(Saved data entries)
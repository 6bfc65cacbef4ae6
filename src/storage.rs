//! Fixed-path storage for the generated mesh

use std::io::Write;
use std::path::{Component, Path, PathBuf};

use crate::body::{is_glb, GlbSink};
use crate::config::StorageConfig;
use crate::error::{Result, StorageError};

/// Writes the generated mesh under the public directory
#[derive(Debug, Clone)]
pub struct MeshStore {
    public_dir: PathBuf,
    mesh_file: PathBuf,
}

impl MeshStore {
    pub fn new(public_dir: impl Into<PathBuf>, mesh_file: impl Into<PathBuf>) -> Self {
        Self {
            public_dir: public_dir.into(),
            mesh_file: mesh_file.into(),
        }
    }

    pub fn from_config(config: &StorageConfig) -> Self {
        Self::new(&config.public_dir, &config.mesh_file)
    }

    /// Directory served as static files
    pub fn public_dir(&self) -> &Path {
        &self.public_dir
    }

    /// Filesystem location of the mesh
    pub fn path(&self) -> PathBuf {
        self.public_dir.join(&self.mesh_file)
    }

    /// URL path the mesh is served at
    pub fn url_path(&self) -> String {
        let parts: Vec<_> = self
            .mesh_file
            .components()
            .filter_map(|c| match c {
                Component::Normal(part) => Some(part.to_string_lossy()),
                _ => None,
            })
            .collect();
        format!("/{}", parts.join("/"))
    }

    /// Local file behind a served URL path. Only plain names are allowed,
    /// so the result always stays under the public directory.
    pub fn asset_path(&self, url_path: &str) -> std::result::Result<PathBuf, StorageError> {
        let relative = Path::new(url_path.trim_start_matches('/'));
        let plain = relative.components().next().is_some()
            && relative
                .components()
                .all(|c| matches!(c, Component::Normal(_)));
        if !plain {
            return Err(StorageError::AssetPath(url_path.to_string()));
        }
        Ok(self.public_dir.join(relative))
    }

    pub fn exists(&self) -> bool {
        self.path().is_file()
    }

    /// Write the GLB, replacing any previous mesh; returns the served path
    pub async fn save(&self, bytes: &[u8]) -> std::result::Result<String, StorageError> {
        if !is_glb(bytes) {
            return Err(StorageError::NotGlb);
        }

        let path = self.path();
        if let Some(dir) = path.parent() {
            tokio::fs::create_dir_all(dir)
                .await
                .map_err(|e| StorageError::CreateDir {
                    path: dir.display().to_string(),
                    message: e.to_string(),
                })?;
        }

        let target = path.clone();
        let data = bytes.to_vec();
        tokio::task::spawn_blocking(move || replace_file(&target, &data))
            .await
            .map_err(|e| StorageError::Write {
                path: path.display().to_string(),
                message: e.to_string(),
            })??;

        tracing::info!("Wrote {} bytes to {}", bytes.len(), path.display());
        Ok(self.url_path())
    }
}

impl GlbSink for MeshStore {
    async fn store(&self, bytes: Vec<u8>) -> Result<String> {
        Ok(self.save(&bytes).await?)
    }
}

/// Write to a fresh temp file beside `path`, then rename it into place.
/// Readers only ever see complete files, and concurrent saves never share a temp file.
fn replace_file(path: &Path, bytes: &[u8]) -> std::result::Result<(), StorageError> {
    let dir = match path.parent() {
        Some(dir) if !dir.as_os_str().is_empty() => dir,
        _ => Path::new("."),
    };

    let mut tmp = tempfile::Builder::new()
        .prefix(".mesh-")
        .suffix(".tmp")
        .tempfile_in(dir)
        .map_err(|e| write_error(dir, e))?;
    tmp.write_all(bytes)
        .map_err(|e| write_error(tmp.path(), e))?;
    tmp.persist(path).map_err(|e| write_error(path, e.error))?;
    Ok(())
}

fn write_error(path: &Path, e: std::io::Error) -> StorageError {
    StorageError::Write {
        path: path.display().to_string(),
        message: e.to_string(),
    }
}

#[cfg(test)]
mod tests {
    use super::*;

    fn glb(payload: &[u8]) -> Vec<u8> {
        let mut bytes = b"glTF\x02\x00\x00\x00\x00\x00\x00\x00".to_vec();
        bytes.extend_from_slice(payload);
        bytes
    }

    #[test]
    fn test_paths() {
        let store = MeshStore::new("public", "mesh/mesh.glb");
        assert_eq!(store.path(), PathBuf::from("public/mesh/mesh.glb"));
        assert_eq!(store.url_path(), "/mesh/mesh.glb");
    }

    #[test]
    fn test_asset_path_stays_inside_public_dir() {
        let store = MeshStore::new("public", "mesh/mesh.glb");
        assert_eq!(
            store.asset_path("/motions/walk.bvh").unwrap(),
            PathBuf::from("public/motions/walk.bvh")
        );
        assert_eq!(
            store.asset_path("walk.bvh").unwrap(),
            PathBuf::from("public/walk.bvh")
        );

        for bad in ["../secret.bvh", "/a/../../etc/passwd", "./walk.bvh", "", "/"] {
            assert!(
                matches!(store.asset_path(bad), Err(StorageError::AssetPath(_))),
                "{bad}"
            );
        }
    }

    #[tokio::test]
    async fn test_save_creates_dirs_and_overwrites() {
        let dir = tempfile::tempdir().unwrap();
        let store = MeshStore::new(dir.path(), "mesh/mesh.glb");
        assert!(!store.exists());

        assert_eq!(store.save(&glb(b"first")).await.unwrap(), "/mesh/mesh.glb");
        assert_eq!(store.save(&glb(b"second")).await.unwrap(), "/mesh/mesh.glb");

        let written = std::fs::read(dir.path().join("mesh/mesh.glb")).unwrap();
        assert_eq!(written, glb(b"second"));
        let leftovers: Vec<_> = std::fs::read_dir(dir.path().join("mesh"))
            .unwrap()
            .map(|e| e.unwrap().file_name())
            .collect();
        assert_eq!(leftovers, vec![std::ffi::OsString::from("mesh.glb")]);
    }

    #[tokio::test(flavor = "multi_thread", worker_threads = 8)]
    async fn test_concurrent_saves_all_succeed() {
        let dir = tempfile::tempdir().unwrap();
        let store = MeshStore::new(dir.path(), "mesh/mesh.glb");

        let tasks: Vec<_> = (0..16u8)
            .map(|i| {
                let store = store.clone();
                tokio::spawn(async move { store.save(&glb(&[i; 64])).await })
            })
            .collect();
        for task in tasks {
            assert_eq!(task.await.unwrap().unwrap(), "/mesh/mesh.glb");
        }

        // the survivor is one complete upload
        let written = std::fs::read(store.path()).unwrap();
        assert_eq!(written.len(), 12 + 64);
        assert!(written[12..].iter().all(|&b| b == written[12]));
    }

    #[tokio::test]
    async fn test_rejects_non_glb() {
        let dir = tempfile::tempdir().unwrap();
        let store = MeshStore::new(dir.path(), "mesh.glb");
        assert!(matches!(
            store.save(b"{\"not\": \"glb\"}").await,
            Err(StorageError::NotGlb)
        ));
        assert!(!store.exists());
    }

    #[tokio::test]
    async fn test_store_via_sink() {
        let dir = tempfile::tempdir().unwrap();
        let store = MeshStore::new(dir.path(), "mesh/mesh.glb");
        let url = store.store(glb(b"x")).await.unwrap();
        assert_eq!(url, "/mesh/mesh.glb");
        assert!(store.exists());
    }
}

**ASSIGNMENT:** Within the entries, how many lines contain the word "target"? Answer with a number alone.

**ANSWER BOX:** 2